Chris Butler, a spokesperson for Americans for Tax Reform, a fiscally conservative advocacy group in Washington, D.C., argued that tax relief should not be used to level out incomes between certain segments of society.
"Fair doesn't really enter into the picture," he said, adding, "What you want to try and do is reduce everyone's tax burden overall. The goal here is not to do some kind of socialistic enterprise."
Congress set aside $70 billion for tax cuts when it passed the fiscal 2006 budget resolution in April. Now, Republicans--who control the tax writing committees in both chambers--are writing up their tax cut wish list.
One proposal would provide temporary relief from taxes on capital gains and dividend income earned from stock market investments; another would temporarily keep the alternative minimum tax--initially designed to prevent wealthy individuals from using loopholes to avoid paying their full tax dues--from hitting middle- and upper middle-income households; and a third would repeal the estate tax.
Also near the top of the list are some corporate tax breaks and deductions for higher education as well as for state and local taxes, Friedman said. Aimed at the middle- and lower-incomes is a laundry list of relatively smaller breaks, including a deduction for classroom expenses for teachers and incentives to encourage employers to hire long-term welfare recipients and other low-income employees, he said.
Meanwhile, House appropriators are trying to wring $50 billion in savings from the federal budget.

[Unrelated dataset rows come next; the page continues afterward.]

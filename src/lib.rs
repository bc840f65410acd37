//! planar_route: greedy geometric packet routing over a planar point set
//!
//! Core library for building a Delaunay proximity graph over node positions,
//! forwarding a packet hop by hop with a pluggable local strategy, and
//! reporting path-quality statistics.

pub mod config;
pub mod logging;
pub mod routing;
pub mod session;
pub mod simulation;
pub mod stats;
pub mod topology;
pub mod triangulation;

pub use routing::StrategyKind;
pub use session::Session;
pub use simulation::{RunOutcome, RunState, Simulator};
pub use stats::RouteStats;
pub use topology::{Address, Node, NodeId, Topology};

use serde::{Deserialize, Serialize};
use std::f64::consts::PI;

/// A point in the Euclidean plane.
#[derive(Debug, Clone, Copy, PartialEq, Serialize, Deserialize)]
pub struct Point {
    pub x: f64,
    pub y: f64,
}

impl Point {
    pub fn new(x: f64, y: f64) -> Self {
        Self { x, y }
    }

    pub fn origin() -> Self {
        Self { x: 0.0, y: 0.0 }
    }

    /// Euclidean distance to another point
    pub fn distance(&self, other: &Self) -> f64 {
        self.distance_sq(other).sqrt()
    }

    /// Squared Euclidean distance (avoids the sqrt for comparisons)
    pub fn distance_sq(&self, other: &Self) -> f64 {
        let dx = self.x - other.x;
        let dy = self.y - other.y;
        dx * dx + dy * dy
    }

    /// Bearing of the vector self -> other, atan2 convention, in (-π, π].
    pub fn bearing_to(&self, other: &Self) -> f64 {
        (other.y - self.y).atan2(other.x - self.x)
    }

    /// True when both coordinates agree within `eps`
    pub fn coincides_with(&self, other: &Self, eps: f64) -> bool {
        (self.x - other.x).abs() <= eps && (self.y - other.y).abs() <= eps
    }
}

impl std::fmt::Display for Point {
    fn fmt(&self, f: &mut std::fmt::Formatter<'_>) -> std::fmt::Result {
        write!(f, "({:.2}, {:.2})", self.x, self.y)
    }
}

/// Euclidean distance between two points
pub fn distance(a: &Point, b: &Point) -> f64 {
    a.distance(b)
}

/// Bearing from `a` to `b`
pub fn bearing(a: &Point, b: &Point) -> f64 {
    a.bearing_to(b)
}

/// Convert angle to range (-π, π]
pub fn normalize_signed(theta: f64) -> f64 {
    let mut result = theta % (2.0 * PI);
    if result <= -PI {
        result += 2.0 * PI;
    } else if result > PI {
        result -= 2.0 * PI;
    }
    result
}

/// Absolute angular difference between two bearings, taking the shorter arc.
/// Result lies in [0, π].
pub fn angular_deviation(a: f64, b: f64) -> f64 {
    normalize_signed(a - b).abs()
}
//! planar_route batch simulator
//!
//! Scatters nodes over a canvas, then runs many packets per strategy and
//! reports delivery rate, hop counts and stretch.

use planar_route::config::SimConfig;
use planar_route::logging::{init_logging, LogFormat};
use planar_route::routing::StrategyKind;
use planar_route::simulation::{LossReason, RunOutcome, Simulator};
use planar_route::stats::BatchStats;
use planar_route::topology::Topology;
use rand::prelude::*;
use std::time::Instant;

/// Run `config.num_runs` packets with one strategy over a fixed topology
fn run_batch(topology: &Topology, strategy: StrategyKind, config: &SimConfig) -> BatchStats {
    let mut rng = StdRng::seed_from_u64(config.seed.wrapping_add(1));
    let mut sim = Simulator::with_strategy(strategy).with_max_hops(config.max_hops);
    let mut batch = BatchStats::new(strategy.tag());

    for _ in 0..config.num_runs {
        if sim.start(topology, &mut rng).is_err() {
            batch.record_rejection();
            continue;
        }
        match sim.run_to_completion(topology, &mut rng) {
            Ok(RunOutcome::Arrived(stats)) => batch.record_arrival(&stats),
            Ok(RunOutcome::Lost(reason)) => {
                batch.record_loss(matches!(reason, LossReason::HopLimit { .. }))
            }
            Ok(RunOutcome::Cancelled { .. }) | Err(_) => batch.record_loss(false),
        }
    }

    batch
}

fn print_usage() {
    println!("Usage: simulator [OPTIONS]");
    println!();
    println!("Options:");
    println!("  -c, --config FILE     Load settings from a JSON file");
    println!("  -n, --nodes NUM       Number of nodes (default: 50)");
    println!("  -r, --runs NUM        Runs per strategy (default: 200)");
    println!("  -s, --strategy NAME   Only run one strategy (default: all)");
    println!("      --active FRAC     Fraction of nodes with an active address (default: 0.4)");
    println!("      --max-hops NUM    Hop limit per run, 0 for the default (default: 512)");
    println!("      --seed NUM        Random seed (default: 42)");
    println!("      --log-format FMT  human or json (default: human)");
    println!("  -h, --help            Show this help");
}

fn main() {
    let args: Vec<String> = std::env::args().collect();

    let mut config = SimConfig::default();
    let mut only: Option<StrategyKind> = None;
    let mut log_format = LogFormat::Human;

    // Config file first so flags can override it
    if let Some(pos) = args.iter().position(|a| a == "--config" || a == "-c") {
        if let Some(path) = args.get(pos + 1) {
            match SimConfig::from_json_file(path) {
                Ok(loaded) => config = loaded,
                Err(e) => {
                    eprintln!("Error: {}", e);
                    std::process::exit(1);
                }
            }
        }
    }

    let mut i = 1;
    while i < args.len() {
        let value = args.get(i + 1);
        match args[i].as_str() {
            "--config" | "-c" => i += 1,
            "--nodes" | "-n" => {
                if let Some(v) = value {
                    config.num_nodes = v.parse().unwrap_or(config.num_nodes);
                    i += 1;
                }
            }
            "--runs" | "-r" => {
                if let Some(v) = value {
                    config.num_runs = v.parse().unwrap_or(config.num_runs);
                    i += 1;
                }
            }
            "--strategy" | "-s" => {
                if let Some(v) = value {
                    only = Some(StrategyKind::from_tag(v));
                    i += 1;
                }
            }
            "--active" => {
                if let Some(v) = value {
                    config.active_fraction = v.parse().unwrap_or(config.active_fraction);
                    i += 1;
                }
            }
            "--max-hops" => {
                if let Some(v) = value {
                    config.max_hops = match v.parse::<u32>() {
                        Ok(0) | Err(_) => None,
                        Ok(n) => Some(n),
                    };
                    i += 1;
                }
            }
            "--seed" => {
                if let Some(v) = value {
                    config.seed = v.parse().unwrap_or(config.seed);
                    i += 1;
                }
            }
            "--log-format" => {
                if let Some(v) = value {
                    log_format = v.parse().unwrap_or_default();
                    i += 1;
                }
            }
            "--help" | "-h" => {
                print_usage();
                return;
            }
            _ => {}
        }
        i += 1;
    }

    if let Err(e) = config.validate() {
        eprintln!("Error: {}", e);
        std::process::exit(1);
    }
    if let Err(e) = init_logging(log_format) {
        eprintln!("Warning: {}", e);
    }

    println!("Configuration:");
    println!("  Nodes:     {}", config.num_nodes);
    println!("  Canvas:    {}x{}", config.canvas.width, config.canvas.height);
    println!("  Active:    {:.0}%", config.active_fraction * 100.0);
    println!("  Runs:      {}", config.num_runs);
    println!("  Max hops:  {}", config.max_hops.map_or("default".to_string(), |h| h.to_string()));
    println!("  Seed:      {}", config.seed);
    println!();

    let mut rng = StdRng::seed_from_u64(config.seed);
    let topology = Topology::random(
        config.num_nodes,
        &config.canvas,
        config.active_fraction,
        &mut rng,
    );
    println!("  Active nodes: {}", topology.active_nodes().len());
    println!();

    let strategies: Vec<StrategyKind> = match only {
        Some(kind) => vec![kind],
        None => StrategyKind::ALL.to_vec(),
    };

    for strategy in strategies {
        let start = Instant::now();
        let batch = run_batch(&topology, strategy, &config);
        println!("{}", batch);
        println!("Elapsed time:         {} ms", start.elapsed().as_millis());
        println!();
    }
}
//! Proximity Graph Builder
//!
//! Builds the Delaunay triangulation of the current node positions with the
//! Bowyer–Watson algorithm and exposes triangulation adjacency as a graph.
//! The hull is closed symbolically by a vertex at infinity, and orientation
//! and in-circle decisions use exact predicates, so thin and nearly collinear
//! point sets keep every hull edge.
//!
//! The graph is a pure function of the position set: it is rebuilt from
//! scratch whenever positions change and never patched incrementally.
//!
//! Degenerate inputs:
//! - fewer than 3 nodes: every node has an empty neighbor set
//! - coincident positions: only the lowest id is triangulated, the others
//!   stay isolated
//! - all distinct positions collinear: consecutive points along the line are
//!   linked into a chain

use crate::topology::{Node, NodeId};
use crate::Point;
use robust::{incircle, orient2d, Coord};
use std::collections::{BTreeMap, BTreeSet, HashMap};
use tracing::trace;

/// Positions closer than this on both axes are treated as the same site
pub const COINCIDENT_EPSILON: f64 = 1e-9;

/// The single vertex at infinity closing the convex hull
const INFINITE: usize = usize::MAX;

fn coord(p: Point) -> Coord<f64> {
    Coord { x: p.x, y: p.y }
}

/// Exact sign of the turn a -> b -> c; positive is counter-clockwise
fn orientation(a: Point, b: Point, c: Point) -> f64 {
    orient2d(coord(a), coord(b), coord(c))
}

/// A counter-clockwise triangle over site indices. A ghost triangle
/// `[u, v, INFINITE]` stands for the open half-plane left of `u -> v`,
/// outside the current hull.
#[derive(Debug, Clone, Copy)]
struct Triangle {
    v: [usize; 3],
}

impl Triangle {
    /// Rotate so a vertex at infinity, if any, sits last
    fn new(a: usize, b: usize, c: usize) -> Self {
        let v = if a == INFINITE {
            [b, c, a]
        } else if b == INFINITE {
            [c, a, b]
        } else {
            [a, b, c]
        };
        Self { v }
    }

    fn is_ghost(&self) -> bool {
        self.v[2] == INFINITE
    }

    /// Strict in-circumcircle test with exact predicates. For a ghost the
    /// circle is the outer half-plane plus the open hull edge itself.
    fn circumcircle_contains(&self, p: Point, sites: &[Point]) -> bool {
        let [a, b, c] = self.v;
        if c != INFINITE {
            return incircle(coord(sites[a]), coord(sites[b]), coord(sites[c]), coord(p)) > 0.0;
        }

        let (u, w) = (sites[a], sites[b]);
        let side = orientation(u, w, p);
        if side != 0.0 {
            return side > 0.0;
        }
        let along = (p.x - u.x) * (w.x - u.x) + (p.y - u.y) * (w.y - u.y);
        along > 0.0 && along < u.distance_sq(&w)
    }

    /// Directed edges in winding order
    fn directed_edges(&self) -> [(usize, usize); 3] {
        [
            (self.v[0], self.v[1]),
            (self.v[1], self.v[2]),
            (self.v[2], self.v[0]),
        ]
    }
}

fn ordered(a: usize, b: usize) -> (usize, usize) {
    if a < b {
        (a, b)
    } else {
        (b, a)
    }
}

/// Adjacency derived from a planar Delaunay triangulation.
///
/// Neighbor sets enumerate in ascending `NodeId` order, which fixes the
/// tie-break order of every deterministic routing strategy.
#[derive(Debug, Clone, Default, PartialEq)]
pub struct ProximityGraph {
    adjacency: BTreeMap<NodeId, BTreeSet<NodeId>>,
}

impl ProximityGraph {
    /// Triangulate the given nodes and record which pairs share an edge
    pub fn build(nodes: &[Node]) -> Self {
        let mut graph = Self {
            adjacency: nodes.iter().map(|n| (n.id, BTreeSet::new())).collect(),
        };

        if nodes.len() < 3 {
            trace!(nodes = nodes.len(), "Proximity graph undefined below 3 nodes");
            return graph;
        }

        let sites = distinct_sites(nodes);
        if sites.len() < 2 {
            return graph;
        }

        let positions: Vec<Point> = sites.iter().map(|(_, p)| *p).collect();
        let Some(triangles) = bowyer_watson(&positions) else {
            for pair in collinear_chain(&sites).windows(2) {
                graph.link(pair[0], pair[1]);
            }
            trace!(nodes = nodes.len(), sites = sites.len(), "Collinear sites linked as a chain");
            return graph;
        };

        let mut real_triangles = 0usize;
        for tri in triangles.iter().filter(|t| !t.is_ghost()) {
            real_triangles += 1;
            for (i, j) in tri.directed_edges() {
                graph.link(sites[i].0, sites[j].0);
            }
        }

        trace!(
            nodes = nodes.len(),
            sites = sites.len(),
            triangles = real_triangles,
            edges = graph.edge_count(),
            "Proximity graph rebuilt"
        );
        graph
    }

    fn link(&mut self, a: NodeId, b: NodeId) {
        if a == b {
            return;
        }
        self.adjacency.entry(a).or_default().insert(b);
        self.adjacency.entry(b).or_default().insert(a);
    }

    /// Neighbors of `id` in ascending id order. Unknown ids have none.
    pub fn neighbors(&self, id: NodeId) -> Vec<NodeId> {
        self.adjacency
            .get(&id)
            .map(|set| set.iter().copied().collect())
            .unwrap_or_default()
    }

    pub fn neighbor_set(&self, id: NodeId) -> Option<&BTreeSet<NodeId>> {
        self.adjacency.get(&id)
    }

    pub fn are_adjacent(&self, a: NodeId, b: NodeId) -> bool {
        self.adjacency
            .get(&a)
            .map(|set| set.contains(&b))
            .unwrap_or(false)
    }

    pub fn degree(&self, id: NodeId) -> usize {
        self.adjacency.get(&id).map(BTreeSet::len).unwrap_or(0)
    }

    /// Each undirected edge once, as (low, high), ascending
    pub fn edges(&self) -> Vec<(NodeId, NodeId)> {
        let mut edges = Vec::new();
        for (&a, set) in &self.adjacency {
            for &b in set.range(a..) {
                if a < b {
                    edges.push((a, b));
                }
            }
        }
        edges
    }

    pub fn edge_count(&self) -> usize {
        self.adjacency.values().map(BTreeSet::len).sum::<usize>() / 2
    }

    pub fn node_count(&self) -> usize {
        self.adjacency.len()
    }
}

/// Neighbor set of one node under the triangulation of `nodes`
pub fn neighbors(nodes: &[Node], of: NodeId) -> BTreeSet<NodeId> {
    ProximityGraph::build(nodes)
        .neighbor_set(of)
        .cloned()
        .unwrap_or_default()
}

/// Nodes in ascending id order with coincident positions collapsed onto the
/// lowest id.
fn distinct_sites(nodes: &[Node]) -> Vec<(NodeId, Point)> {
    let mut sorted: Vec<&Node> = nodes.iter().collect();
    sorted.sort_by_key(|n| n.id);

    let mut sites: Vec<(NodeId, Point)> = Vec::with_capacity(sorted.len());
    for node in sorted {
        let duplicate = sites
            .iter()
            .any(|(_, p)| p.coincides_with(&node.position, COINCIDENT_EPSILON));
        if !duplicate {
            sites.push((node.id, node.position));
        }
    }
    sites
}

/// Incremental Delaunay triangulation over distinct sites, closed by ghost
/// triangles to a vertex at infinity. Returns `None` when every site lies
/// on one line.
fn bowyer_watson(sites: &[Point]) -> Option<Vec<Triangle>> {
    if sites.len() < 3 {
        return None;
    }

    // Seed with the first non-degenerate triple, in counter-clockwise order
    let (a, mut b) = (0, 1);
    let mut c = (2..sites.len()).find(|&k| orientation(sites[a], sites[b], sites[k]) != 0.0)?;
    if orientation(sites[a], sites[b], sites[c]) < 0.0 {
        std::mem::swap(&mut b, &mut c);
    }

    let mut triangles = vec![
        Triangle::new(a, b, c),
        Triangle::new(b, a, INFINITE),
        Triangle::new(c, b, INFINITE),
        Triangle::new(a, c, INFINITE),
    ];

    for idx in (0..sites.len()).filter(|&k| k != a && k != b && k != c) {
        let p = sites[idx];

        let (bad, good): (Vec<Triangle>, Vec<Triangle>) = triangles
            .into_iter()
            .partition(|t| t.circumcircle_contains(p, sites));
        triangles = good;

        // Cavity boundary: edges belonging to exactly one bad triangle,
        // kept in that triangle's winding direction
        let mut edge_count: HashMap<(usize, usize), usize> = HashMap::new();
        let mut boundary = Vec::new();
        for tri in &bad {
            for (u, w) in tri.directed_edges() {
                let count = edge_count.entry(ordered(u, w)).or_insert(0);
                if *count == 0 {
                    boundary.push((u, w));
                }
                *count += 1;
            }
        }

        for (u, w) in boundary {
            if edge_count.get(&ordered(u, w)) == Some(&1) {
                triangles.push(Triangle::new(u, w, idx));
            }
        }
    }

    Some(triangles)
}

/// Distinct sites ordered along their common line
fn collinear_chain(sites: &[(NodeId, Point)]) -> Vec<NodeId> {
    let Some(&(_, origin)) = sites.first() else {
        return Vec::new();
    };
    let far = sites
        .iter()
        .map(|(_, p)| *p)
        .fold(origin, |best, p| {
            if origin.distance_sq(&p) > origin.distance_sq(&best) {
                p
            } else {
                best
            }
        });
    let (dx, dy) = (far.x - origin.x, far.y - origin.y);

    let mut projected: Vec<(f64, NodeId)> = sites
        .iter()
        .map(|(id, p)| ((p.x - origin.x) * dx + (p.y - origin.y) * dy, *id))
        .collect();
    projected.sort_by(|a, b| a.0.total_cmp(&b.0).then(a.1.cmp(&b.1)));
    projected.into_iter().map(|(_, id)| id).collect()
}
//! Session: one topology, one simulator, one random source
//!
//! This is the surface a presentation layer drives. Inbound calls mutate
//! the topology or the run; [`Session::snapshot`] returns everything needed
//! to draw the current state.

use crate::config::{CanvasBounds, SimConfig};
use crate::routing::{RouteSegment, StrategyKind};
use crate::simulation::{
    Packet, ResetNotice, RunOutcome, RunState, Simulator, StartError, StepError, StepOutcome,
};
use crate::topology::{Address, Node, NodeId, Topology, TopologyError};
use crate::triangulation::ProximityGraph;
use crate::Point;
use rand::rngs::StdRng;
use rand::{Rng, SeedableRng};
use serde::Serialize;

/// Everything a renderer needs, detached from the session
#[derive(Debug, Clone, Serialize)]
pub struct Snapshot {
    pub nodes: Vec<Node>,
    pub edges: Vec<(NodeId, NodeId)>,
    pub strategy: StrategyKind,
    pub state: RunState,
    pub packet: Option<Packet>,
    pub route: Vec<RouteSegment>,
    pub outcome: Option<RunOutcome>,
    /// Human-readable outcome, if the last run finished
    pub reason: Option<String>,
}

pub struct Session<R: Rng = StdRng> {
    topology: Topology,
    simulator: Simulator,
    canvas: CanvasBounds,
    rng: R,
}

impl Session<StdRng> {
    /// Session with a seeded standard RNG
    pub fn seeded(seed: u64) -> Self {
        Self::with_rng(StdRng::seed_from_u64(seed))
    }

    /// Session configured from `config`: canvas, initial strategy and seed.
    /// Interactive sessions run without a hop limit unless one is configured.
    pub fn from_config(config: &SimConfig) -> Self {
        let mut session = Self::seeded(config.seed);
        session.canvas = config.canvas;
        session.simulator.set_strategy(config.strategy);
        session.simulator.set_max_hops(config.max_hops);
        session
    }
}

impl<R: Rng> Session<R> {
    pub fn with_rng(rng: R) -> Self {
        Self {
            topology: Topology::new(),
            simulator: Simulator::new(),
            canvas: CanvasBounds::default(),
            rng,
        }
    }

    pub fn with_canvas(mut self, canvas: CanvasBounds) -> Self {
        self.canvas = canvas;
        self
    }

    /// Replace the node set. Any run in progress is discarded.
    pub fn with_topology(mut self, topology: Topology) -> Self {
        self.topology = topology;
        self.simulator.reset();
        self
    }

    pub fn topology(&self) -> &Topology {
        &self.topology
    }

    pub fn simulator(&self) -> &Simulator {
        &self.simulator
    }

    pub fn canvas(&self) -> CanvasBounds {
        self.canvas
    }

    /// Place an inactive node, clamped to the canvas
    pub fn add_node(&mut self, position: Point) -> NodeId {
        self.topology.add_node(self.canvas.clamp(position))
    }

    pub fn add_node_with_address(&mut self, position: Point, address: Address) -> NodeId {
        self.topology
            .add_node_with_address(self.canvas.clamp(position), address)
    }

    pub fn cycle_node_address(&mut self, id: NodeId) -> Result<Address, TopologyError> {
        self.topology.cycle_address(id)
    }

    /// Relocate a node (clamped to the canvas). Returns a reset notice when
    /// the move cancelled the in-flight run.
    pub fn move_node(
        &mut self,
        id: NodeId,
        position: Point,
    ) -> Result<Option<ResetNotice>, TopologyError> {
        self.topology.move_node(id, self.canvas.clamp(position))?;
        Ok(self.simulator.notify_node_moved(id))
    }

    pub fn set_strategy(&mut self, strategy: StrategyKind) {
        self.simulator.set_strategy(strategy);
    }

    pub fn strategy(&self) -> StrategyKind {
        self.simulator.strategy()
    }

    pub fn set_max_hops(&mut self, max_hops: Option<u32>) {
        self.simulator.set_max_hops(max_hops);
    }

    pub fn start_simulation(&mut self) -> Result<Packet, StartError> {
        self.simulator.start(&self.topology, &mut self.rng)
    }

    pub fn advance_one_hop(&mut self) -> Result<StepOutcome, StepError> {
        self.simulator.step(&self.topology, &mut self.rng)
    }

    pub fn run_to_completion(&mut self) -> Result<RunOutcome, StepError> {
        self.simulator.run_to_completion(&self.topology, &mut self.rng)
    }

    /// Current proximity graph
    pub fn graph(&self) -> ProximityGraph {
        ProximityGraph::build(&self.topology.to_vec())
    }

    pub fn snapshot(&self) -> Snapshot {
        let outcome = self.simulator.outcome().copied();
        Snapshot {
            nodes: self.topology.to_vec(),
            edges: self.graph().edges(),
            strategy: self.simulator.strategy(),
            state: self.simulator.state(),
            packet: self.simulator.packet().copied(),
            route: self.simulator.route().to_vec(),
            reason: outcome.as_ref().map(RunOutcome::reason),
            outcome,
        }
    }
}
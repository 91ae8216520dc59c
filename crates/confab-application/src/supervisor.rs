//! The supervisor client protocol.
//!
//! Resolves a conversation identity to exactly one addressable, currently
//! valid session, tolerating races between concurrent callers. Creation
//! safety is delegated to the substrate's single-writer arbitration; this
//! layer's job is to pick the right recovery for each failure: lazily
//! create on not-found, attach on lost creation races, surface
//! WorkerUnavailable distinctly, and hand Stale back to the caller for an
//! explicit reload.

use confab_core::config::SupervisorConfig;
use confab_core::error::{Result, SupervisorError};
use confab_core::session::{ChatTurn, ProcessUserMessageInput, SessionHandle};
use confab_core::substrate::{ConflictPolicy, ExecutionSubstrate, QueryOptions, ReusePolicy};
use std::sync::Arc;
use std::time::Duration;
use tokio::time::timeout;

/// The textual response of the newest turn, if any.
pub fn latest_text_response(turns: &[ChatTurn]) -> Option<&str> {
    turns.last().map(|turn| turn.text_response.as_str())
}

/// External-facing client over the execution substrate.
///
/// Constructed once at process start and passed to every caller; there is
/// deliberately no ambient global instance.
pub struct SupervisorClient {
    substrate: Arc<dyn ExecutionSubstrate>,
    config: SupervisorConfig,
}

impl SupervisorClient {
    pub fn new(substrate: Arc<dyn ExecutionSubstrate>, config: SupervisorConfig) -> Self {
        Self { substrate, config }
    }

    /// Bounds a substrate query by the configured deadline. A timeout is a
    /// worker problem, never "session not found"; the two demand opposite
    /// recovery actions.
    async fn query_with_deadline(
        &self,
        conversation_id: &str,
        options: QueryOptions,
    ) -> Result<Vec<ChatTurn>> {
        let deadline = Duration::from_millis(self.config.query_deadline_ms);
        match timeout(deadline, self.substrate.query_history(conversation_id, options)).await {
            Ok(result) => result,
            Err(_) => Err(SupervisorError::worker_unavailable(format!(
                "query exceeded {}ms deadline (worker may be unavailable)",
                self.config.query_deadline_ms
            ))),
        }
    }

    /// Builds a handle for the currently described instance.
    async fn current_handle(&self, conversation_id: &str) -> Result<SessionHandle> {
        let description = self.substrate.describe(conversation_id).await?;
        Ok(SessionHandle {
            identity: description.identity,
            run_id: description.run_id,
        })
    }

    /// Attaches to the open session for `conversation_id`, creating one if
    /// none is open. Returns the handle and the history as of attachment
    /// (empty for a fresh session).
    ///
    /// Two concurrent callers may both attempt creation; the loser's
    /// attempt fails `AlreadyStarted` and falls back to attaching to the
    /// survivor.
    pub async fn attach_or_start(
        &self,
        conversation_id: &str,
    ) -> Result<(SessionHandle, Vec<ChatTurn>)> {
        match self
            .query_with_deadline(conversation_id, QueryOptions::rejecting_not_open())
            .await
        {
            Ok(history) => {
                tracing::debug!(conversation_id, turns = history.len(), "attached to open session");
                let handle = self.current_handle(conversation_id).await?;
                Ok((handle, history))
            }
            Err(err) if err.is_query_rejected() || err.is_not_found() => {
                tracing::info!(conversation_id, "no open session, starting one");
                match self
                    .substrate
                    .start(conversation_id, ReusePolicy::AllowDuplicate)
                    .await
                {
                    Ok(handle) => Ok((handle, Vec::new())),
                    Err(SupervisorError::AlreadyStarted { .. }) => {
                        // Lost the creation race; attach to the survivor.
                        let history = self
                            .query_with_deadline(conversation_id, QueryOptions::rejecting_not_open())
                            .await?;
                        let handle = self.current_handle(conversation_id).await?;
                        Ok((handle, history))
                    }
                    Err(err) => Err(err),
                }
            }
            Err(err) => Err(err),
        }
    }

    /// Sends one user message, starting the session in the same atomic
    /// step if none is open.
    ///
    /// Returns only the newly appended turns. On `Stale` the caller must
    /// reload the full history via [`get_chat_history`] and resume from
    /// the latest turn; this layer never silently retries the update.
    ///
    /// [`get_chat_history`]: SupervisorClient::get_chat_history
    pub async fn send_message(
        &self,
        conversation_id: &str,
        text: &str,
        expected_chat_length: Option<usize>,
    ) -> Result<Vec<ChatTurn>> {
        let input = ProcessUserMessageInput {
            user_input: text.to_string(),
            expected_chat_length,
        };
        let result = self
            .substrate
            .update_with_start(conversation_id, input, ConflictPolicy::UseExisting)
            .await;
        if let Err(err) = &result {
            if err.is_stale() {
                tracing::warn!(conversation_id, %err, "stale update, caller must reload");
            }
        }
        result
    }

    /// Sends the end signal. An unaddressable session (already ended or
    /// never started) is success: the desired end state already holds.
    pub async fn end_chat(&self, conversation_id: &str) -> Result<()> {
        match self.substrate.signal_end(conversation_id).await {
            Ok(()) => Ok(()),
            Err(err) if err.is_not_found() => {
                tracing::debug!(conversation_id, "end signal for unknown session, nothing to do");
                Ok(())
            }
            Err(err) => Err(err),
        }
    }

    /// Explicit out-of-band warm start with a duplicate-identity-allowed
    /// policy. An already-open session satisfies the postcondition, so it
    /// returns that session's handle rather than an error.
    pub async fn start_if_absent(&self, conversation_id: &str) -> Result<SessionHandle> {
        match self
            .substrate
            .start(conversation_id, ReusePolicy::AllowDuplicate)
            .await
        {
            Ok(handle) => Ok(handle),
            Err(SupervisorError::AlreadyStarted { .. }) => {
                self.current_handle(conversation_id).await
            }
            Err(err) => Err(SupervisorError::internal(format!(
                "could not start session '{}': {}",
                conversation_id, err
            ))),
        }
    }

    /// Reads the full committed history.
    ///
    /// An unknown identity lazily creates the session and answers with an
    /// empty list. `WorkerUnavailable` (deadline or missing poller) is
    /// surfaced untouched so callers can tell "nothing is running" from
    /// "no session exists yet".
    pub async fn get_chat_history(&self, conversation_id: &str) -> Result<Vec<ChatTurn>> {
        match self
            .query_with_deadline(conversation_id, QueryOptions::default())
            .await
        {
            Ok(history) => Ok(history),
            Err(err) if err.is_not_found() => {
                tracing::info!(conversation_id, "session unknown, creating it lazily");
                self.start_if_absent(conversation_id).await?;
                Ok(Vec::new())
            }
            Err(err) => Err(err),
        }
    }
}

Senate Republicans are working on a similar measure.
In the offing are cuts to Medicaid, food stamps, foster care, child support collection and other federal programs upon which women disproportionately rely.
Joan Entmacher, a budget analyst at the National Women's Law Center in Washington, D.C., said women are 71 percent of adult recipients of Medicaid; 69 percent of adult recipients of food stamps; and 90 percent of adult recipients of Temporary Assistance for Needy Families.
Nearly 3 in 10 female-headed households live in poverty and women's median annual earnings dropped last year as the overall rate of poverty increased, according to the Washington-based Institute for Women's Policy Research.
Negotiators from both chambers will work out their differences before a vote on final passage, expected before Congress adjourns for the year.
Until then, Entmacher, Basch and others pledged to work to build opposition to the cuts.
"We are certainly doing everything we can to create pressure and outrage all across the country at these misplaced priorities," Entmacher said.
Allison Stevens is Washington bureau chief at Women's eNews.